14 DAY TRIAL // Microscopes are not exactly devices you would like to carry around in your pocket all day. They are generally bulky, require proper light sources, are fragile and last but not least, they are expensive. Their place is in the laboratory, not on the road. A new invention could make microscopes not only extremely small and cheap to manufacture, but also very powerful, allowing medics to make quick and precise diagnoses right on the spot.
The device basically consists of a single image-sensing chip, requires no additional optical systems and could be used to diagnose diseases such as malaria, the team said. "Because the image processing that's needed is trivial in computing terms, we could build the microscope into an iPod-sized device with an LCD display. The $10 chip would be a disposable, like an inkjet cartridge, and the whole thing would fit into a clinicians' [sic] back pocket," says Changhuei Yang of the California Institute of Technology, Pasadena.
The couple-charged device image-sensing chip, generally used in the manufacturing of digital cameras, is placed exactly beneath the studied sample in order to produce an image, thus using natural light as light source.
Yang says that he came up with the idea while thinking about a phenomenon known as 'floaters', experienced by humans on a daily basis. A 'floater' is a small piece of debris in the human eye that can be observed as a rough shadow moving through your field of view. The problem is that CCD sensors are not generally built with the resolution required to view objects smaller than 3 micrometers, the size of a typical pixel in commercial sensors.

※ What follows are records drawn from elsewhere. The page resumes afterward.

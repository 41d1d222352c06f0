//! Time-ordered retention buffer for admitted samples

use alloc::collections::VecDeque;
use alloc::vec::Vec;

use log::{debug, warn};

use crate::config::RetentionPolicy;
use crate::sample::{Sample, Timestamp};

/// Ordered window of admitted samples
///
/// Samples are kept ascending by timestamp, ties in admission order. The
/// buffer performs no admission logic; it only stores what it is handed and
/// evicts from the head to satisfy its [`RetentionPolicy`].
///
/// ## Eviction
///
/// - **Duration**: [`enforce`](Self::enforce) drops samples older than
///   `now - horizon`. Because the sequence is ordered, only the head needs
///   inspecting, so each eviction is amortized O(1).
/// - **Capacity**: [`append`](Self::append) drops the oldest samples as soon
///   as the length would exceed the configured maximum.
#[derive(Debug, Clone)]
pub struct RetentionBuffer {
    samples: VecDeque<Sample>,
    policy: RetentionPolicy,
}

impl RetentionBuffer {
    pub fn new(policy: RetentionPolicy) -> Self {
        let samples = match policy {
            RetentionPolicy::Capacity { max_samples } => VecDeque::with_capacity(max_samples),
            RetentionPolicy::Duration { .. } => VecDeque::new(),
        };

        Self { samples, policy }
    }

    pub fn policy(&self) -> RetentionPolicy {
        self.policy
    }

    /// Insert a sample at the tail
    ///
    /// A sample older than the current tail is placed at its ordered
    /// position, after any samples sharing its timestamp. Under a capacity
    /// policy the oldest samples beyond the bound are dropped and their
    /// count returned.
    pub fn append(&mut self, sample: Sample) -> usize {
        match self.samples.back() {
            Some(tail) if sample.timestamp < tail.timestamp => {
                warn!(
                    "Out-of-order sample at {} (tail {}), inserting in place",
                    sample.timestamp, tail.timestamp
                );
                let index = self
                    .samples
                    .partition_point(|s| s.timestamp <= sample.timestamp);
                self.samples.insert(index, sample);
            }
            _ => self.samples.push_back(sample),
        }

        match self.policy {
            RetentionPolicy::Capacity { max_samples } => self.evict_beyond(max_samples),
            RetentionPolicy::Duration { .. } => 0,
        }
    }

    /// Remove samples from the head while their timestamp is before `cutoff`
    ///
    /// Returns the number of evicted samples. Repeating the call with the
    /// same or an earlier cutoff is a no-op.
    pub fn evict_older_than(&mut self, cutoff: Timestamp) -> usize {
        let mut evicted = 0;
        while self
            .samples
            .front()
            .is_some_and(|head| head.timestamp < cutoff)
        {
            self.samples.pop_front();
            evicted += 1;
        }

        if evicted > 0 {
            debug!("Evicted {} samples older than {}", evicted, cutoff);
        }
        evicted
    }

    /// Apply the configured policy as of `now`
    pub fn enforce(&mut self, now: Timestamp) -> usize {
        match self.policy {
            RetentionPolicy::Duration { horizon_ms } => {
                self.evict_older_than(now.saturating_sub(horizon_ms))
            }
            RetentionPolicy::Capacity { max_samples } => self.evict_beyond(max_samples),
        }
    }

    fn evict_beyond(&mut self, max_samples: usize) -> usize {
        let excess = self.samples.len().saturating_sub(max_samples);
        if excess > 0 {
            self.samples.drain(..excess);
            debug!("Evicted {} samples beyond capacity {}", excess, max_samples);
        }
        excess
    }

    /// Owned copy of the current contents, oldest first
    pub fn snapshot(&self) -> Vec<Sample> {
        self.samples.iter().copied().collect()
    }

    /// Iterate the current contents without copying, oldest first
    pub fn iter(&self) -> impl DoubleEndedIterator<Item = &Sample> + ExactSizeIterator {
        self.samples.iter()
    }

    pub fn oldest(&self) -> Option<&Sample> {
        self.samples.front()
    }

    pub fn newest(&self) -> Option<&Sample> {
        self.samples.back()
    }

    pub fn len(&self) -> usize {
        self.samples.len()
    }

    pub fn is_empty(&self) -> bool {
        self.samples.is_empty()
    }
}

In order to solve this 'little' problem, the research team thought of creating a setup in which the CCD would be allowed to observe sub-micrometer scale features without modifying the sensor itself. By placing a thin layer of aluminum above the sensor, having 1 micrometer holes over each pixel, they were able to increase the resolution of the device. But the sensor was still able to produce only partial images of the sample.
This last issue was solved by placing the sample in a microfluidic chamber, so that it moved under the influence of the gravitational force or with the help of an electric charge at a known speed, the device thus picturing most of the sample as it passed over the surface of the sensor. The image was then compiled with the help of a computer. "The CCD chip itself costs $10 and the microfluidic part may cost 10 cents," said Yang who thinks the new microscope has high chances of becoming a success on the commercial market.